== Records to process ==
Content starts

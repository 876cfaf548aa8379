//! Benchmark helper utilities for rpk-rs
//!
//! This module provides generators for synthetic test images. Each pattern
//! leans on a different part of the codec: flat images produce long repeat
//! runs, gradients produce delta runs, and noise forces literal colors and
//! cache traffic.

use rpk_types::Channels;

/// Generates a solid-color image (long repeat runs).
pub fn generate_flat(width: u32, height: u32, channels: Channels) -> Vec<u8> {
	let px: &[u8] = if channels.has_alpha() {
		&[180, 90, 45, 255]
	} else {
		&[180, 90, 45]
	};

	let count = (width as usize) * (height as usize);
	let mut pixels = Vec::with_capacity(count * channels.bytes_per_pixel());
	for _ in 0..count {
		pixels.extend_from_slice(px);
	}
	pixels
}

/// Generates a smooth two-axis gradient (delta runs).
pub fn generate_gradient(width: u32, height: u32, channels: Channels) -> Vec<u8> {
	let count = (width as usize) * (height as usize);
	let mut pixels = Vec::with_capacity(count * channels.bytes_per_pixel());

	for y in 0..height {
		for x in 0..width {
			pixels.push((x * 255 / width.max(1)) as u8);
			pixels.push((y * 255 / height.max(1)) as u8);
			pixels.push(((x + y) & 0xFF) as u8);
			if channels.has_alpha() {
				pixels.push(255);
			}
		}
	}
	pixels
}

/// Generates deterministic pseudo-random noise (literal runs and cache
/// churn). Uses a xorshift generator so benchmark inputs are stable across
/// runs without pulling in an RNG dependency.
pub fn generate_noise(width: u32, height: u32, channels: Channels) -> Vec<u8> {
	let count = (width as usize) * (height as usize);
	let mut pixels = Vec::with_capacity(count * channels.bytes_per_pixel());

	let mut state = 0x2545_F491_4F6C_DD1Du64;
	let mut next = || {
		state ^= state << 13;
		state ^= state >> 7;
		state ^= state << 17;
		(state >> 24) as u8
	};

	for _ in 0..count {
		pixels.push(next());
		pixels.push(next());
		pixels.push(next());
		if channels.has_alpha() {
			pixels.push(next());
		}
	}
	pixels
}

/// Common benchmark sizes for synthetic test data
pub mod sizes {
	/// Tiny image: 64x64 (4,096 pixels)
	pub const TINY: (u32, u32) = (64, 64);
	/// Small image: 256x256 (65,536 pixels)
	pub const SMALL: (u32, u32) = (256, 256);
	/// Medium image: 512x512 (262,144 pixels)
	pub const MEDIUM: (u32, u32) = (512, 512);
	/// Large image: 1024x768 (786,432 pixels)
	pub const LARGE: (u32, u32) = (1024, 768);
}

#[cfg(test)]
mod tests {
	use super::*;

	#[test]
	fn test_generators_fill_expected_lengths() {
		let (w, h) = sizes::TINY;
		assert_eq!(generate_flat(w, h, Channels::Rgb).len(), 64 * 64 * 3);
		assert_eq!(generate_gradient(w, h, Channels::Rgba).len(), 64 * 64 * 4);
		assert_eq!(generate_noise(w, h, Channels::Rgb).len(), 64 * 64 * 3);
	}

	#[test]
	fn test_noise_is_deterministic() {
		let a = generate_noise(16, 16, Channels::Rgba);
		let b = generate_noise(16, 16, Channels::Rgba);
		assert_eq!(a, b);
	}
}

Content ends
Content starts

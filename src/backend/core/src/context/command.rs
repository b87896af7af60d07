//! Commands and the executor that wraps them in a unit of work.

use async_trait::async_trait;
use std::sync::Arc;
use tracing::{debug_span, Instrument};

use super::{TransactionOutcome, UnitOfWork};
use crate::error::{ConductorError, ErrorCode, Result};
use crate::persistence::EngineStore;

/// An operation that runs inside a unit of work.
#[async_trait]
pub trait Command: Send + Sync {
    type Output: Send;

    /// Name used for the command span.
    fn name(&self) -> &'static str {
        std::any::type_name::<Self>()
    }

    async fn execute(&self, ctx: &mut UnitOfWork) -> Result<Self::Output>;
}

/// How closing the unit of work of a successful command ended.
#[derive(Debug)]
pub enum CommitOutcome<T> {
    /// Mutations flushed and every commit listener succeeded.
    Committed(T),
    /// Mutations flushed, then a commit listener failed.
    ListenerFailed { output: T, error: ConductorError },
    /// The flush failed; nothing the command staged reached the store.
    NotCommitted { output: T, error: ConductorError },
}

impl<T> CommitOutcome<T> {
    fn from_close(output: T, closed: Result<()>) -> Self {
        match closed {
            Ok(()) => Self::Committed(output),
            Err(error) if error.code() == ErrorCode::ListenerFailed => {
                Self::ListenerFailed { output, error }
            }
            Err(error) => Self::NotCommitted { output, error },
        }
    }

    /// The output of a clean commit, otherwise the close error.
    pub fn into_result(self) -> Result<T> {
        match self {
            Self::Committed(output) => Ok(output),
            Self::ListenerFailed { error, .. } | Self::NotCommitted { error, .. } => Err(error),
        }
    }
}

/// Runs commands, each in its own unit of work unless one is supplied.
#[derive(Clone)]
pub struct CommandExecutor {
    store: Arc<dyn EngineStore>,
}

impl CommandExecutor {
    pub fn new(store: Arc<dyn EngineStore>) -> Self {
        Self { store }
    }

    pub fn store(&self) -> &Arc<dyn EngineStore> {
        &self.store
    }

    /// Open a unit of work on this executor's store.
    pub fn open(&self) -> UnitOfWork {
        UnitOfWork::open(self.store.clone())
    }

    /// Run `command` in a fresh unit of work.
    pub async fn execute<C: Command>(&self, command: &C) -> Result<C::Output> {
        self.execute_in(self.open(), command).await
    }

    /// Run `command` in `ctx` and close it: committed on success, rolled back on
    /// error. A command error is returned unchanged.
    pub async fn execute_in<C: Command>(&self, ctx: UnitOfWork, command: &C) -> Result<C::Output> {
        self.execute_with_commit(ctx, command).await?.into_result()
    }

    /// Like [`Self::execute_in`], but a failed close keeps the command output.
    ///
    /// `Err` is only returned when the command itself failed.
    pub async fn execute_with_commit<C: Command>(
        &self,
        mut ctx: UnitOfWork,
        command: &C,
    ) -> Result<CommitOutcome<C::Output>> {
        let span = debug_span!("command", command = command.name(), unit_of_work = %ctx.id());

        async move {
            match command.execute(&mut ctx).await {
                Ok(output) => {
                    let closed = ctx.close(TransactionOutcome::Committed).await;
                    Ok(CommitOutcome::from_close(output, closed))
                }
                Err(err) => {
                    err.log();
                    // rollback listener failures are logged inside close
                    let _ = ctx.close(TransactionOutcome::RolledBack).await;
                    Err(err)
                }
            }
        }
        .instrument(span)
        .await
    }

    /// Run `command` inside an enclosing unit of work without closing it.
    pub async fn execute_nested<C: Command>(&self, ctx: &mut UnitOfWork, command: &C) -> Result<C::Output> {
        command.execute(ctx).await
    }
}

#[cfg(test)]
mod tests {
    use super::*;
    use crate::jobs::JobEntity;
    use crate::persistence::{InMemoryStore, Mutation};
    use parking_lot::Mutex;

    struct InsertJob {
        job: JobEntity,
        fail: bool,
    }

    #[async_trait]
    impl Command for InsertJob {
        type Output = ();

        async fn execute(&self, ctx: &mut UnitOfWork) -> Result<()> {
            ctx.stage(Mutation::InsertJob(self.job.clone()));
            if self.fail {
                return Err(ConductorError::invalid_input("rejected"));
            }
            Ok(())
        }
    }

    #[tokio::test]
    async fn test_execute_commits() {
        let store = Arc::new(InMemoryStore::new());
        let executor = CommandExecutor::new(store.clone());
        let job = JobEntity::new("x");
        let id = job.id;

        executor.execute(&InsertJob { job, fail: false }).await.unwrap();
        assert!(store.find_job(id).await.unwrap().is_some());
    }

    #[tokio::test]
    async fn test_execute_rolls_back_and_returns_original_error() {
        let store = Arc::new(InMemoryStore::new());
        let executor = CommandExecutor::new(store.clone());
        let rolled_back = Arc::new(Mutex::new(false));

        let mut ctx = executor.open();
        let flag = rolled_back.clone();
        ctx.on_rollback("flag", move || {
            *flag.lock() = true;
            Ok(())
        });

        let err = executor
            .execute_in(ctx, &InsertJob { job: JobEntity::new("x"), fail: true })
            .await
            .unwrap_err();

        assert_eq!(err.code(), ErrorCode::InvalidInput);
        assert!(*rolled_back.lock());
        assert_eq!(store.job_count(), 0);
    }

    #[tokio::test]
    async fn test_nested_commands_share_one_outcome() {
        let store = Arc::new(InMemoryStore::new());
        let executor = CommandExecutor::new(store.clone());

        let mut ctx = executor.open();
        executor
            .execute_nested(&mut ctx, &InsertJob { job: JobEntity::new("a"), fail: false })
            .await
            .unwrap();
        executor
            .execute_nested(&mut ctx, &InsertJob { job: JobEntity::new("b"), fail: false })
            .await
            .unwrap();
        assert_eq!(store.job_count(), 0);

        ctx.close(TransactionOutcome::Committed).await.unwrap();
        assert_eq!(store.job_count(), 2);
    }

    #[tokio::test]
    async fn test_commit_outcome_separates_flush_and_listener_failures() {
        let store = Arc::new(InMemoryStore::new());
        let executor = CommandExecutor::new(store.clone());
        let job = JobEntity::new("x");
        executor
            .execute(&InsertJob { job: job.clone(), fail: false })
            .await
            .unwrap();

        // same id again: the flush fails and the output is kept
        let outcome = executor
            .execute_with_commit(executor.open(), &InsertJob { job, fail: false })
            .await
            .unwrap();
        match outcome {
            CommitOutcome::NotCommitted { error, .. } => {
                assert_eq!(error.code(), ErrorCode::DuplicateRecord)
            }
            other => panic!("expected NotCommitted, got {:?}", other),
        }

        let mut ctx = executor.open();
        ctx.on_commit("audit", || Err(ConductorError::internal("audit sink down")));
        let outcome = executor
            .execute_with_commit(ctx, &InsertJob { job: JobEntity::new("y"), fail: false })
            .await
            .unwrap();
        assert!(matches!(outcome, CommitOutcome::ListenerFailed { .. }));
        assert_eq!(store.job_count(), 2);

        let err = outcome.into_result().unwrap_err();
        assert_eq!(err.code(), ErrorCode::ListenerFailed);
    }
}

Content ends
Content starts

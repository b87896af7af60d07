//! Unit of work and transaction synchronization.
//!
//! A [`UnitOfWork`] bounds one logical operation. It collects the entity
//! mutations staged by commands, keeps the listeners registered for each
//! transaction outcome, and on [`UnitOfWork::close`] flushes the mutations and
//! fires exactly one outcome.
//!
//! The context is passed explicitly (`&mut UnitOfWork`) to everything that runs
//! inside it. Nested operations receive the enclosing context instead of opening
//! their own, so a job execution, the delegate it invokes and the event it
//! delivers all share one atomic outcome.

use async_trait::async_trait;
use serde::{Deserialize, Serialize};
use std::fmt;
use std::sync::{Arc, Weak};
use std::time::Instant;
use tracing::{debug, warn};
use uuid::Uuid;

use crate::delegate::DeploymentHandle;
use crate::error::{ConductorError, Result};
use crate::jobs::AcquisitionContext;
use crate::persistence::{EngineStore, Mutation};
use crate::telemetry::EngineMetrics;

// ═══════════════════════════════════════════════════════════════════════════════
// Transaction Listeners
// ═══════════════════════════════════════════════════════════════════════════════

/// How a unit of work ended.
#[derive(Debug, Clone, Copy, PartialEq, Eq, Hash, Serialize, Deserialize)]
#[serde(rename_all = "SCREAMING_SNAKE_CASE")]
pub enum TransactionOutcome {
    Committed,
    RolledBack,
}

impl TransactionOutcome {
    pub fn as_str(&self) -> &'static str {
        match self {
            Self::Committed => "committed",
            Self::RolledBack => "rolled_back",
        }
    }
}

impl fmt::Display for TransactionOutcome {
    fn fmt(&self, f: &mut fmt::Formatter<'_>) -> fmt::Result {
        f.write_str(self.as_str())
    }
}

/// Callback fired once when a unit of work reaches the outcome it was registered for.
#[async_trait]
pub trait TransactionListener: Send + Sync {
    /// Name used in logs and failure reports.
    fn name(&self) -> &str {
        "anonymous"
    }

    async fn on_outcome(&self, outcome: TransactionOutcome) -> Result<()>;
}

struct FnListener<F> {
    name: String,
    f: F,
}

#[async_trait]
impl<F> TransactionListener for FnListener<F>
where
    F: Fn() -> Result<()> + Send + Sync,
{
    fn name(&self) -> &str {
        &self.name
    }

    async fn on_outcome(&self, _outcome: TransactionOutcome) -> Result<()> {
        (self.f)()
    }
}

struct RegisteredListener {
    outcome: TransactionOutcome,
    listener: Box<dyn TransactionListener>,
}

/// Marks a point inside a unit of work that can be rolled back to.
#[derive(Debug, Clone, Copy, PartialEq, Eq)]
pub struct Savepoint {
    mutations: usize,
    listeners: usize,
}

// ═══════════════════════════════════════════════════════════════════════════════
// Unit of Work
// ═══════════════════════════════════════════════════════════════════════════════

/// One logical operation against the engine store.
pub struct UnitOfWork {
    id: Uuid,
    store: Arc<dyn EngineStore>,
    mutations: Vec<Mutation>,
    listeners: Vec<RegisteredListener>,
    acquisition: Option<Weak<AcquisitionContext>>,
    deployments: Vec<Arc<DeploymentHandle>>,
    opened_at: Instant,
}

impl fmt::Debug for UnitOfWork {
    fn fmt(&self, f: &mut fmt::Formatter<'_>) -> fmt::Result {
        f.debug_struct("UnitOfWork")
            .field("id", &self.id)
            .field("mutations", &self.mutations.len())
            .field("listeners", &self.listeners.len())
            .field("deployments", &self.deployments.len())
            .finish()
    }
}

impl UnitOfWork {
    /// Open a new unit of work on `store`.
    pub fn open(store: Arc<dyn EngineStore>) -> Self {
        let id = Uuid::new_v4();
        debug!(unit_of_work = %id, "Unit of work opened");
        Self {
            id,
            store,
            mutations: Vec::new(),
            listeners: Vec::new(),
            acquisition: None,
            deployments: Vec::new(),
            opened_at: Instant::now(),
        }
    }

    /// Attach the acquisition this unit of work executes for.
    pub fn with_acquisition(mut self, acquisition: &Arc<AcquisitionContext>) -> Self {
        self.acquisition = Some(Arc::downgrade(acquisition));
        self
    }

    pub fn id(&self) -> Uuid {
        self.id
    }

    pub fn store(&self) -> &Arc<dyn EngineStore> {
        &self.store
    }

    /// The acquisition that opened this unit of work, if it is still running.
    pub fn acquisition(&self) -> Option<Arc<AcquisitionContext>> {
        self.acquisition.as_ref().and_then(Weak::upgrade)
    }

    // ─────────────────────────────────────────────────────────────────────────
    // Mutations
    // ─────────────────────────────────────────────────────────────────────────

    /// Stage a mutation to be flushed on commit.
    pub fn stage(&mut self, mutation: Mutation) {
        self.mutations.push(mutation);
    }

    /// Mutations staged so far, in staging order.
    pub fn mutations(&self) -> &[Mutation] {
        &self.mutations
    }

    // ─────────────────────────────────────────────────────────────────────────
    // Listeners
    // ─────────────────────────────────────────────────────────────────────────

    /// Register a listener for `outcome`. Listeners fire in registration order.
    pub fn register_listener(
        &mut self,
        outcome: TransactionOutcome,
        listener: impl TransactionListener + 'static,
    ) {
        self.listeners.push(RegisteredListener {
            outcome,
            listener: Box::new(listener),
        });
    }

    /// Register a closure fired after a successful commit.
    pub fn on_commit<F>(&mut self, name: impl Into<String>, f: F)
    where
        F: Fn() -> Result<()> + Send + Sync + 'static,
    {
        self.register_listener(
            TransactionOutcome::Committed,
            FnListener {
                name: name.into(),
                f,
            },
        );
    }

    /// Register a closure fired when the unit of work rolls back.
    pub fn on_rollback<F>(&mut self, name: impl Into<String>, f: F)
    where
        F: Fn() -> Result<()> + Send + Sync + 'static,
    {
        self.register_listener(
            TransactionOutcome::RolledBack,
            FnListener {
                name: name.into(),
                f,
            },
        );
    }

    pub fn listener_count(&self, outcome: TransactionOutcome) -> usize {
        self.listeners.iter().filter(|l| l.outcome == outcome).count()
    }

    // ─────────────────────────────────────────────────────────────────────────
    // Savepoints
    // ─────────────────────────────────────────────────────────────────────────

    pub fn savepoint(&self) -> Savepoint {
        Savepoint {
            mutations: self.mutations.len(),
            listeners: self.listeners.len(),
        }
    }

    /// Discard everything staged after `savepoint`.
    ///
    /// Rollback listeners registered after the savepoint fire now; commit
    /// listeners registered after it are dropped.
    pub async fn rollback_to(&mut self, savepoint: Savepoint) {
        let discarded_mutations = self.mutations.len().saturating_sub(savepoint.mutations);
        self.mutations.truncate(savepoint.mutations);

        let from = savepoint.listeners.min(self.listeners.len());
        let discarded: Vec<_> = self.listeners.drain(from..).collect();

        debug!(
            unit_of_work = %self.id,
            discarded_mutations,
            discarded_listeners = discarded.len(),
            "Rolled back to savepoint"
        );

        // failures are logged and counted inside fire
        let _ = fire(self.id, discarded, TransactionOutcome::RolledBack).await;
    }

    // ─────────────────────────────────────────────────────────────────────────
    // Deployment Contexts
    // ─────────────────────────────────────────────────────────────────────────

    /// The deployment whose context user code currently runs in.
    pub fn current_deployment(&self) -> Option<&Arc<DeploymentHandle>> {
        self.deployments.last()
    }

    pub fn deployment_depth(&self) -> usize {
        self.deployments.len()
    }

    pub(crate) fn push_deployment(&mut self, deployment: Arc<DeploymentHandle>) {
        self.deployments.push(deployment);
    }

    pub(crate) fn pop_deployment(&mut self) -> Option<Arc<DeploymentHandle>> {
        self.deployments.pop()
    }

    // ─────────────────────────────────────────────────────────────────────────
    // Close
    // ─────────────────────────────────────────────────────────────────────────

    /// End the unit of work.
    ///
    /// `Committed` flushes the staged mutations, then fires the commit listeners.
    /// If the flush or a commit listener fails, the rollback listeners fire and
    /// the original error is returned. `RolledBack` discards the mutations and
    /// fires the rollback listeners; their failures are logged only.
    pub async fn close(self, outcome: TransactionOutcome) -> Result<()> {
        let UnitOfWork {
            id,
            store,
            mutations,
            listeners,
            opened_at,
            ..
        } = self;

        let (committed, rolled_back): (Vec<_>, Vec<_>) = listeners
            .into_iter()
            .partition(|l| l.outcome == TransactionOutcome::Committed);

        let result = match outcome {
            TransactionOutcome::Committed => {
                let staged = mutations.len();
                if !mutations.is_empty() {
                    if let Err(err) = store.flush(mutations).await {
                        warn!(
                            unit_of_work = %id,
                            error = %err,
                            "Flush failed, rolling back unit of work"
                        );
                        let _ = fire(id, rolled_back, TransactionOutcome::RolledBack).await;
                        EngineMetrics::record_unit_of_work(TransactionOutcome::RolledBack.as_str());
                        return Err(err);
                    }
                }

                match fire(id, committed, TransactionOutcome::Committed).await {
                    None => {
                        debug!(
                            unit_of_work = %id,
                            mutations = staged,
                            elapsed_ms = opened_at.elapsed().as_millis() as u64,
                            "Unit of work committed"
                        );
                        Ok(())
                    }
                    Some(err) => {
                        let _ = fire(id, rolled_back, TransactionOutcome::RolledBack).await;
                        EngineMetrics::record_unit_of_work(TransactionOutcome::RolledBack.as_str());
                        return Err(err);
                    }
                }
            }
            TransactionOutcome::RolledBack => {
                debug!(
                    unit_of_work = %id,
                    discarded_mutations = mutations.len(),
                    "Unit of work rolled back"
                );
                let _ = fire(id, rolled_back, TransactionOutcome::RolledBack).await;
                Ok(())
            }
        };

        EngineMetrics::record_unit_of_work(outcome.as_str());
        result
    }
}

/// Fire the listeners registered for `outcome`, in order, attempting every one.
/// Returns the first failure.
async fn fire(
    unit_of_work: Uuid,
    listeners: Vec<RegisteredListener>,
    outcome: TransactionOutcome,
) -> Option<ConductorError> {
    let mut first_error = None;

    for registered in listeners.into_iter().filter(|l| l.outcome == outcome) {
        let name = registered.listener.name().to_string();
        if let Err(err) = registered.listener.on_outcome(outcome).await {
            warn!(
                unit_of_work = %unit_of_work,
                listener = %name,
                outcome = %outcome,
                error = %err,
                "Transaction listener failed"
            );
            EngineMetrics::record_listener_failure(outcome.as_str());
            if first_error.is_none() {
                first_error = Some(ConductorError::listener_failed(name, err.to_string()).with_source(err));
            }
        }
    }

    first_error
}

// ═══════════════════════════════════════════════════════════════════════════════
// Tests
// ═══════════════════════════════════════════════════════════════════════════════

Content ends

== What you need to do ==
Look above for the line with "pixels.push(((x + y) & 0xFF) as u8);" and the line with "1024x768 (786,432 pixels)"; transcribe both and all lines in between, exactly, and nothing else.

== Final answer ==
			pixels.push(((x + y) & 0xFF) as u8);
			if channels.has_alpha() {
				pixels.push(255);
			}
		}
	}
	pixels
}

/// Generates deterministic pseudo-random noise (literal runs and cache
/// churn). Uses a xorshift generator so benchmark inputs are stable across
/// runs without pulling in an RNG dependency.
pub fn generate_noise(width: u32, height: u32, channels: Channels) -> Vec<u8> {
	let count = (width as usize) * (height as usize);
	let mut pixels = Vec::with_capacity(count * channels.bytes_per_pixel());

	let mut state = 0x2545_F491_4F6C_DD1Du64;
	let mut next = || {
		state ^= state << 13;
		state ^= state >> 7;
		state ^= state << 17;
		(state >> 24) as u8
	};

	for _ in 0..count {
		pixels.push(next());
		pixels.push(next());
		pixels.push(next());
		if channels.has_alpha() {
			pixels.push(next());
		}
	}
	pixels
}

/// Common benchmark sizes for synthetic test data
pub mod sizes {
	/// Tiny image: 64x64 (4,096 pixels)
	pub const TINY: (u32, u32) = (64, 64);
	/// Small image: 256x256 (65,536 pixels)
	pub const SMALL: (u32, u32) = (256, 256);
	/// Medium image: 512x512 (262,144 pixels)
	pub const MEDIUM: (u32, u32) = (512, 512);
	/// Large image: 1024x768 (786,432 pixels)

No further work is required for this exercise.